(Extracted data entries)
───

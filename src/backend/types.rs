//! Wire types for the meeting backend's JSON API.

use std::fmt;
use std::marker::PhantomData;

use serde::de::{MapAccess, Visitor};
use serde::{Deserialize, Deserializer, Serialize};

/// A selectable persona. `name` is the unique key.
#[derive(Serialize, Deserialize, Debug, Clone, PartialEq, Eq)]
pub struct Participant {
    pub name: String,
    pub role: String,
    pub expertise: String,
    #[serde(default, skip_serializing_if = "Option::is_none")]
    pub personality: Option<String>,
}

/// A JSON object decoded as a list of `(key, value)` pairs in document order.
///
/// The backend sends name-keyed objects for the roster and for replies, and
/// the display order follows the object's key order.
#[derive(Debug, Clone, PartialEq, Default)]
pub struct Ordered<T>(pub Vec<(String, T)>);

impl<T> Ordered<T> {
    pub fn into_inner(self) -> Vec<(String, T)> {
        self.0
    }

    pub fn len(&self) -> usize {
        self.0.len()
    }

    pub fn is_empty(&self) -> bool {
        self.0.is_empty()
    }

    pub fn contains_key(&self, key: &str) -> bool {
        self.0.iter().any(|(k, _)| k == key)
    }
}

impl<T> FromIterator<(String, T)> for Ordered<T> {
    fn from_iter<I: IntoIterator<Item = (String, T)>>(iter: I) -> Self {
        Ordered(iter.into_iter().collect())
    }
}

impl<'de, T: Deserialize<'de>> Deserialize<'de> for Ordered<T> {
    fn deserialize<D: Deserializer<'de>>(deserializer: D) -> Result<Self, D::Error> {
        struct OrderedVisitor<T>(PhantomData<T>);

        impl<'de, T: Deserialize<'de>> Visitor<'de> for OrderedVisitor<T> {
            type Value = Ordered<T>;

            fn expecting(&self, f: &mut fmt::Formatter) -> fmt::Result {
                f.write_str("a JSON object")
            }

            fn visit_map<A: MapAccess<'de>>(self, mut map: A) -> Result<Self::Value, A::Error> {
                let mut entries = Vec::with_capacity(map.size_hint().unwrap_or(0));
                while let Some((key, value)) = map.next_entry::<String, T>()? {
                    entries.push((key, value));
                }
                Ok(Ordered(entries))
            }
        }

        deserializer.deserialize_map(OrderedVisitor(PhantomData))
    }
}

/// Body of `POST /api/chat`.
#[derive(Serialize, Debug, Clone, PartialEq, Eq)]
pub struct ChatRequest {
    pub message: String,
    pub selected_members: Vec<String>,
}

/// Successful `POST /api/chat` response.
#[derive(Deserialize, Debug, Clone, PartialEq, Default)]
pub struct ChatReply {
    /// participant name → reply text
    pub responses: Ordered<String>,
    #[serde(default)]
    pub participants: Vec<String>,
    #[serde(default)]
    pub conversation_id: Option<u64>,
}

impl ChatReply {
    /// Requested members the backend did not answer for. The backend's own
    /// `participants` echo counts as requested when it is present.
    pub fn unanswered<'a>(&'a self, requested: &'a [String]) -> Vec<&'a str> {
        let expected = if self.participants.is_empty() {
            requested
        } else {
            self.participants.as_slice()
        };
        expected
            .iter()
            .map(String::as_str)
            .filter(|name| !self.responses.contains_key(name))
            .collect()
    }
}

/// One exchange from a participant's conversation log.
#[derive(Serialize, Deserialize, Debug, Clone, PartialEq, Eq)]
pub struct HistoryEntry {
    pub timestamp: String,
    pub user_message: String,
    pub response: String,
}

/// Successful `GET /api/member-memory/{name}` response. Not cached.
#[derive(Serialize, Deserialize, Debug, Clone, PartialEq, Eq, Default)]
pub struct MemorySnapshot {
    pub name: String,
    #[serde(default)]
    pub memory: Vec<String>,
    #[serde(default)]
    pub conversation_history: Vec<HistoryEntry>,
}

/// `{ "error": "..." }` body the backend sends alongside non-2xx statuses.
#[derive(Deserialize, Debug)]
pub(crate) struct ErrorBody {
    pub error: String,
}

───

■ YOUR ASSIGNMENT:
From the first line of the data through the line with "the unique key.", quote each line exactly and add nothing else.

■ REPLY TO THE EXERCISE:
filename src/backend/types.rs
//! Wire types for the meeting backend's JSON API.

use std::fmt;
use std::marker::PhantomData;

use serde::de::{MapAccess, Visitor};
use serde::{Deserialize, Deserializer, Serialize};

/// A selectable persona. `name` is the unique key.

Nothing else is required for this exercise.